With the development of the Internet, mobile Internet and IoT, no one can deny that we have actually ushered in a massive data era, data research company IDC expects 2011 total data will reach 1.8 trillion GB, the analysis of these massive data has become a very important and urgent demand.
As an Internet data analysis company, we are "revolt" in the field of analysis of massive data. Over the years, we've tried almost every possible big data-analysis approach, with tough business needs and data pressures, and eventually landed on the Hadoop platform.
Hadoop has irreplaceable advantages in scalability, robustness, computational performance and cost, and in fact it has become a major data analysis platform for the current Internet enterprise. This paper mainly introduces a multidimensional analysis and data mining platform architecture based on Hadoop platform.
Classification of large data analysis
The Hadoop platform is more targeted to the business, in order to let you determine whether it is in line with your business, now roughly from a few angles to the large data analysis of the business needs of classification, for different specific needs, should adopt different data analysis framework.
According to the real-time data analysis, the real-time data analysis and off-line data analysis are divided into two kinds.
Real-time data analysis is generally used for products such as finance, mobile and internet consumer, which often require the analysis of hundreds of billions of rows of data to be returned in a few seconds to achieve the goal of not affecting the user experience. To meet this demand, a well-designed traditional relational database can be used as a parallel processing cluster, or some memory computing platform or an HDD architecture, which will undoubtedly require high hardware and software costs. At present, the new large-scale data real-time analysis tools have EMC Greenplum, SAP Hana and so on.
For most of the feedback time requirements are not so harsh applications, such as off-line statistical analysis, machine learning, search engine reverse index calculation, recommendation engine calculation, etc., should use off-line analysis, through data Acquisition tool to import log data into a dedicated analysis platform. However, in the face of massive data, the traditional ETL tools are often completely ineffective, mainly because the data format conversion cost is too large, in the performance can not meet the needs of massive data collection. Internet enterprise's massive data acquisition tool, has the Facebook open source Scribe, the LinkedIn open source Kafka, the Taobao Open source Timetunnel, the Hadoop Chukwa and so on, all can meet hundreds of MB per second log data collection and transmission demand, and upload the data to the Hadoop central system.
According to the data quantity of large data, divide into memory level, BI level, massive level three kinds.
The memory level here refers to the amount of data that does not exceed the maximum memory size of the cluster. Do not underestimate the capacity of today's memory, Facebook cache in the memory of the memcached data up to 320TB, and the current PC server, memory can also be more than hundred GB. Therefore, some memory database can be used, the hotspot data resident in the memory, so as to obtain very fast analysis capabilities, is very suitable for real-time analysis business. Figure 1 is a practical and feasible MongoDB analysis architecture.
Fig. 1 MongoDB architecture for real-time analysis MongoDB large cluster has some stability problems at present, it will occur periodic write blocking and master-slave synchronization failure, but it is still a potential for high-speed data analysis of the NoSQL.
In addition, most of the current service vendors have launched a solution with more than 4GB SSD, using memory +SSD, can also easily achieve the performance of memory analysis. With the development of SSD, the analysis of memory data will be widely used.
The bi level refers to the amount of data that is too large for memory, but can typically be analyzed in a traditional bi product and a specially designed BI database. The current mainstream BI products have support for TB-level data analysis solutions. A wide variety, not specifically enumerated.

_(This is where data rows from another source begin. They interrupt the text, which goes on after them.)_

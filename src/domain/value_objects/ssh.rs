//! SSH endpoint value object
//!
//! Connection parameters shared by the remote shell and both transfer
//! mechanisms, so ssh, rsync and scp always agree on key, port and timeouts.

use std::path::PathBuf;
use std::time::Duration;

#[derive(Debug, Clone, PartialEq, Eq)]
pub struct SshEndpoint {
    pub user: String,
    pub host: String,
    pub port: u16,
    pub key: PathBuf,
    pub connect_timeout: Duration,
}

impl SshEndpoint {
    /// `user@host`
    pub fn destination(&self) -> String {
        format!("{}@{}", self.user, self.host)
    }

    /// `user@host:path`
    pub fn remote_spec(&self, path: &str) -> String {
        format!("{}:{}", self.destination(), path)
    }

    /// Options common to ssh and scp (everything except the port flag).
    fn common_options(&self) -> Vec<String> {
        vec![
            "-i".to_string(),
            self.key.display().to_string(),
            "-o".to_string(),
            "BatchMode=yes".to_string(),
            "-o".to_string(),
            format!("ConnectTimeout={}", self.connect_timeout.as_secs().max(1)),
            "-o".to_string(),
            "ServerAliveInterval=15".to_string(),
            "-o".to_string(),
            "ServerAliveCountMax=4".to_string(),
            "-o".to_string(),
            "StrictHostKeyChecking=accept-new".to_string(),
        ]
    }

    /// Arguments for `ssh`, excluding the destination.
    pub fn ssh_args(&self) -> Vec<String> {
        let mut args = vec!["-p".to_string(), self.port.to_string()];
        args.extend(self.common_options());
        args
    }

    /// Arguments for `scp` (which spells the port flag `-P`).
    pub fn scp_args(&self) -> Vec<String> {
        let mut args = vec!["-P".to_string(), self.port.to_string()];
        args.extend(self.common_options());
        args
    }

    /// Remote shell string for `rsync -e`.
    pub fn rsync_shell(&self) -> String {
        let mut parts = vec!["ssh".to_string()];
        parts.extend(
            self.ssh_args()
                .into_iter()
                .map(|arg| crate::domain::services::shell::quote_if_needed(&arg)),
        );
        parts.join(" ")
    }
}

The mass level refers to the amount of data that has been completely invalidated or cost prohibitive for the database and BI products. There are also many excellent enterprise-class products with massive data levels, but based on the cost of hardware and software, most Internet companies currently use Hadoop's HDFs Distributed File system to store data and use MapReduce for analysis. A multidimensional data analysis platform based on MapReduce on Hadoop is introduced later in this article.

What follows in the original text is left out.